MARCO ISLAND — Initially, the whole idea seemed a little strange.
The “Gentleman’s Scotch Dinner (with the Ladies)” held Wednesday evening at Kurrents restaurant in the Marriott was dedicated to pairing Scotch whisky, primarily single malts, with appropriate food items to create a gourmet dining experience and perhaps, in the long run, build awareness and sales for Chivas Bros. distilleries and their Glenlivet brands. But for many, even dedicated drinkers of the Highlands’ distilled essence, Scotch is typically downed before the meal, which is then accompanied by wine. That is, if further alcohol is desired, and to be fair and accurate, it generally is.
Well, surprise. It turned out that Scotch whisky makes a great drink to go with one’s meal, if one has the right meal, and the right guide to lead one through the courses. The meal was six courses of exotic and savory dishes, unless you count the frozen “old fashioned” cleanser between the Dover sole meuniére with noisette butter and the bone-in prime strip with olive oil-poached porcini and green peppercorn sauce.
The guide was Glenlivet brand ambassador Craig Bridger, who flew in from his Manhattan base for the occasion. Although he apologized up front for not being a Scottish native, clearly this was a man who loves and understands whisky.
After an initial amuse-bouche of tobacco-infused-whisky organic Irish salmon with Devonshire double cream, which at about the size of a dice cube was tiny enough to inspire nervous glances toward the breadbasket, Bridger started the diners, and drinkers, off with a 12-year-old Glenlivet single malt whisky.
“Who here has tasted the Glenlivet 12?” he asked, and most of the hands around the tables at Kurrents went up. Bridger then invited them to take a new, second look at the whisky, starting with their noses. “Nosing” or sniffing is key to appreciating fine whisky, he said. “Eighty percent of what we perceive as taste is actually smell.”
Diners were offered their glasses of Scotch either neat straight up or with ice, which consisted of one “ginormous” ice cube, as Eric Wall of Southern Wine & Spirits, the local distributor, put it. If one drank it neat, and despite Bridger’s statement that “it’s your whisky, enjoy it any way you want,” one sensed the real purists would eschew ice, he recommended adding a few drops of water to “open up” the flavors.
“Take a small sip, kind of chew on it,” he coached, speaking of “fruity, honey, vanilla notes, wood spices, an incredibly creamy taste,” rivaling the most flowery of wine-snob jargon. “Whisky nerds can be just as bad as wine nerds,” he said.
The 12-year single malt was paired with smoked quail and black truffles, accompanied by Highland cottage cheese and a diminuitive fried quail egg. The portion size on that and the braised lamb shank that followed, along with haggis and black barley soup, made it clear the diners would not leave hungry. This course was paired with a15-year-old single malt, also from Glenlivet. The food pairings were created by Kurrents executive chef Juan Martinez, chef de cuisine Tsvetan Vladimirov and senior sous chef Fernando Vazquez.

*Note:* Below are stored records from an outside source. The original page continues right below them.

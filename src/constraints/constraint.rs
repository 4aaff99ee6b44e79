//! Constraint types accepted by the models.
//!
//! - `LinConstr`: `A x (<= | ==) b`
//! - `Bounds`: per-column upper or lower bounds
//! - `CvxConstr`: a convex function of an affine expression against a bound
//! - `ConeConstr`: `||x[vector]||_2 <= x[apex]` over existing columns
//! - `ExpConeConstr`: `(x, y, z)` in the exponential cone

use std::fmt;

use nalgebra::DVector;
use nalgebra_sparse::CscMatrix;

use crate::error::{CvxError, Result};
use crate::expr::affine::merge_models;
use crate::expr::{Affine, ConvexKind, ModelId, VarSub, Vars};

/// Row sense of a linear constraint.
#[derive(Debug, Clone, Copy, PartialEq, Eq, Hash)]
pub enum Sense {
    /// `a'x <= b`
    Le,
    /// `a'x == b`
    Eq,
}

impl fmt::Display for Sense {
    fn fmt(&self, f: &mut fmt::Formatter<'_>) -> fmt::Result {
        match self {
            Sense::Le => write!(f, "<="),
            Sense::Eq => write!(f, "=="),
        }
    }
}

/// Linear constraint block `linear * x (sense) constant`.
#[derive(Debug, Clone, PartialEq)]
pub struct LinConstr {
    pub(crate) model: Option<ModelId>,
    pub(crate) linear: CscMatrix<f64>,
    pub(crate) constant: DVector<f64>,
    pub(crate) sense: Sense,
}

impl LinConstr {
    /// `residual (sense) 0`, i.e. `A x (sense) -b` for `residual = A x + b`.
    pub(crate) fn from_residual(residual: Affine, sense: Sense) -> Self {
        LinConstr {
            model: residual.model,
            linear: residual.linear,
            constant: -residual.constant,
            sense,
        }
    }

    pub fn model(&self) -> Option<ModelId> {
        self.model
    }

    pub fn linear(&self) -> &CscMatrix<f64> {
        &self.linear
    }

    /// Right-hand side, one entry per row.
    pub fn constant(&self) -> &DVector<f64> {
        &self.constant
    }

    pub fn sense(&self) -> Sense {
        self.sense
    }

    /// Number of rows.
    pub fn len(&self) -> usize {
        self.linear.nrows()
    }

    pub fn is_empty(&self) -> bool {
        self.len() == 0
    }
}

/// Side of a bound.
#[derive(Debug, Clone, Copy, PartialEq, Eq)]
pub enum BoundKind {
    Upper,
    Lower,
}

/// Per-column bounds.
#[derive(Debug, Clone, PartialEq)]
pub struct Bounds {
    pub(crate) model: ModelId,
    pub(crate) columns: Vec<usize>,
    pub(crate) values: Vec<f64>,
    pub(crate) kind: BoundKind,
}

impl Bounds {
    /// Bounds on every element of a block; a single value is broadcast.
    pub(crate) fn for_block(vars: &Vars, values: Vec<f64>, kind: BoundKind) -> Result<Self> {
        let values = match values.len() {
            1 => vec![values[0]; vars.size()],
            n if n == vars.size() => values,
            n => {
                return Err(CvxError::ShapeMismatch {
                    expected: format!("1 or {} bound values", vars.size()),
                    got: format!("{} values", n),
                })
            }
        };
        Ok(Bounds {
            model: vars.model,
            columns: (vars.first..vars.end()).collect(),
            values,
            kind,
        })
    }

    pub(crate) fn uniform(vars: &Vars, value: f64, kind: BoundKind) -> Self {
        Bounds {
            model: vars.model,
            columns: (vars.first..vars.end()).collect(),
            values: vec![value; vars.size()],
            kind,
        }
    }

    pub fn model(&self) -> ModelId {
        self.model
    }

    pub fn kind(&self) -> BoundKind {
        self.kind
    }

    /// `(column, value)` pairs.
    pub fn iter(&self) -> impl Iterator<Item = (usize, f64)> + '_ {
        self.columns.iter().copied().zip(self.values.iter().copied())
    }
}

/// Convex constraint relating `affine_in` and `affine_out` through a
/// [`ConvexKind`].
///
/// Norm kinds and `Exp` read `f(affine_in) <= affine_out`. Squared kinds
/// read `f(affine_in) + affine_out <= 0`. Elementwise kinds carry an
/// `affine_out` of the same size as `affine_in`; the others a scalar.
#[derive(Debug, Clone, PartialEq)]
pub struct CvxConstr {
    pub(crate) model: Option<ModelId>,
    pub(crate) affine_in: Affine,
    pub(crate) affine_out: Affine,
    pub(crate) kind: ConvexKind,
}

impl CvxConstr {
    /// Build from `f(affine_in) + residual <= 0`.
    pub(crate) fn from_residual(affine_in: Affine, residual: Affine, kind: ConvexKind) -> Result<Self> {
        let model = merge_models(affine_in.model, residual.model)?;
        let residual = if kind.is_elementwise() {
            if residual.size() != affine_in.size() && residual.size() != 1 {
                return Err(CvxError::ShapeMismatch {
                    expected: affine_in.shape().to_string(),
                    got: residual.shape().to_string(),
                });
            }
            let mut residual = residual.broadcast(affine_in.size());
            residual.shape = *affine_in.shape();
            residual
        } else if residual.size() != 1 {
            return Err(CvxError::ShapeMismatch {
                expected: "()".to_string(),
                got: residual.shape().to_string(),
            });
        } else {
            residual
        };
        let affine_out = if kind.stores_bound() {
            residual.neg()
        } else {
            residual
        };
        Ok(CvxConstr {
            model,
            affine_in,
            affine_out,
            kind,
        })
    }

    pub fn model(&self) -> Option<ModelId> {
        self.model
    }

    pub fn affine_in(&self) -> &Affine {
        &self.affine_in
    }

    pub fn affine_out(&self) -> &Affine {
        &self.affine_out
    }

    pub fn kind(&self) -> ConvexKind {
        self.kind
    }
}

/// Second-order cone membership over existing columns:
/// `||x[vector]||_2 <= x[apex]`.
#[derive(Debug, Clone, PartialEq)]
pub struct ConeConstr {
    pub(crate) model: ModelId,
    pub(crate) apex: VarSub,
    pub(crate) vector: VarSub,
}

impl ConeConstr {
    /// `apex` must reference exactly one element.
    pub fn new(vector: &VarSub, apex: &VarSub) -> Result<Self> {
        if apex.indices().len() != 1 {
            return Err(CvxError::ShapeMismatch {
                expected: "a single apex element".to_string(),
                got: format!("{} elements", apex.indices().len()),
            });
        }
        if vector.vars().model() != apex.vars().model() {
            return Err(CvxError::Ownership);
        }
        Ok(ConeConstr {
            model: apex.vars().model(),
            apex: apex.clone(),
            vector: vector.clone(),
        })
    }

    pub fn model(&self) -> ModelId {
        self.model
    }

    /// Global column of the apex.
    pub fn apex_column(&self) -> usize {
        self.apex.vars().first() + self.apex.indices()[0]
    }

    /// Global columns of the vector part, in order.
    pub fn vector_columns(&self) -> impl Iterator<Item = usize> + '_ {
        self.vector.columns()
    }
}

/// Exponential cone membership `(x, y, z)`: `y * exp(x / y) <= z`.
#[derive(Debug, Clone, PartialEq)]
pub struct ExpConeConstr {
    pub(crate) model: ModelId,
    pub(crate) columns: [usize; 3],
}

impl ExpConeConstr {
    /// Each argument must reference exactly one element.
    pub fn new(x: &VarSub, y: &VarSub, z: &VarSub) -> Result<Self> {
        let model = x.vars().model();
        let mut columns = [0; 3];
        for (slot, sub) in columns.iter_mut().zip([x, y, z]) {
            if sub.vars().model() != model {
                return Err(CvxError::Ownership);
            }
            match sub.indices() {
                [index] => *slot = sub.vars().first() + index,
                other => {
                    return Err(CvxError::ShapeMismatch {
                        expected: "a single element".to_string(),
                        got: format!("{} elements", other.len()),
                    })
                }
            }
        }
        Ok(ExpConeConstr { model, columns })
    }

    pub fn model(&self) -> ModelId {
        self.model
    }

    pub fn columns(&self) -> [usize; 3] {
        self.columns
    }
}

/// Any constraint a model may be asked to store.
#[derive(Debug, Clone, PartialEq)]
pub enum Constraint {
    Linear(LinConstr),
    Bounds(Bounds),
    Convex(CvxConstr),
    Cone(ConeConstr),
    ExpCone(ExpConeConstr),
}

impl Constraint {
    /// Owning model, `None` for constraints built from constants only.
    pub fn model(&self) -> Option<ModelId> {
        match self {
            Constraint::Linear(c) => c.model,
            Constraint::Bounds(c) => Some(c.model),
            Constraint::Convex(c) => c.model,
            Constraint::Cone(c) => Some(c.model),
            Constraint::ExpCone(c) => Some(c.model),
        }
    }

    /// Short name used in error messages.
    pub fn type_name(&self) -> &'static str {
        match self {
            Constraint::Linear(_) => "linear constraint",
            Constraint::Bounds(_) => "bounds",
            Constraint::Convex(_) => "convex constraint",
            Constraint::Cone(_) => "second-order cone constraint",
            Constraint::ExpCone(_) => "exponential cone constraint",
        }
    }
}

macro_rules! impl_from_constraint {
    ($($ty:ident => $variant:ident),* $(,)?) => {
        $(
            impl From<$ty> for Constraint {
                fn from(c: $ty) -> Self {
                    Constraint::$variant(c)
                }
            }
        )*
    };
}

impl_from_constraint!(
    LinConstr => Linear,
    Bounds => Bounds,
    CvxConstr => Convex,
    ConeConstr => Cone,
    ExpConeConstr => ExpCone,
);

The whisky got darker and more intense as the dinner progressed. Bridger related how the spirits, containing nothing but water, malted barley, and yeast, are aged in oak barrels, previously used for American Bourbon whiskey or Spanish sherry. And the spelling, it turns out, is different only Scotch, say purists, should be spelled whisky without the ‘e.’
The piece de resistance was the 21-year-old Glenlivet, called the “Archive,” although the company does sell a 25-year version as well, some of which reputedly went down with the Titanic. The Archive and the buttery Dover sole were, as Bridger pointed out, “a match made in heaven.”
Preceding the last food course of English sweet black pudding and date gelato, the 18-year-old Chivas Regal blend was served in a Rob Roy, a mixed cocktail, leaving some asking why pour all that vermouth into perfectly good Scotch.
Afterward, diners were invited to enjoy, if they liked, handrolled cigars made on the spot by Corey Alvarez of Burn by Rocky Patel.
“Cigars and Scotch that’s why I’m here,” said Phil Dolcemascolo of Naples. Marco Islander Ron Jump, who came with his wife Linda, a non-Scotch drinker and said he drank her whisky as well as his, said the best thing about a dinner like this one is the camaraderie, savoring a shared pleasure.
Kurrents manager Dennis Rowley, despite not having had a drop of alcohol, got into the spirit and sang an a capella rendition of “I’ve Got a Crush on You,” to a round of applause. Bridger accepted in good spirits the good-natured gibes about “a hard day at the office” and the tough job he has, and replied he envies those living in Southwest Florida, away from the “polar vortex” weather he will be returning to, which was severe enough to keep some northern guests from being able to attend.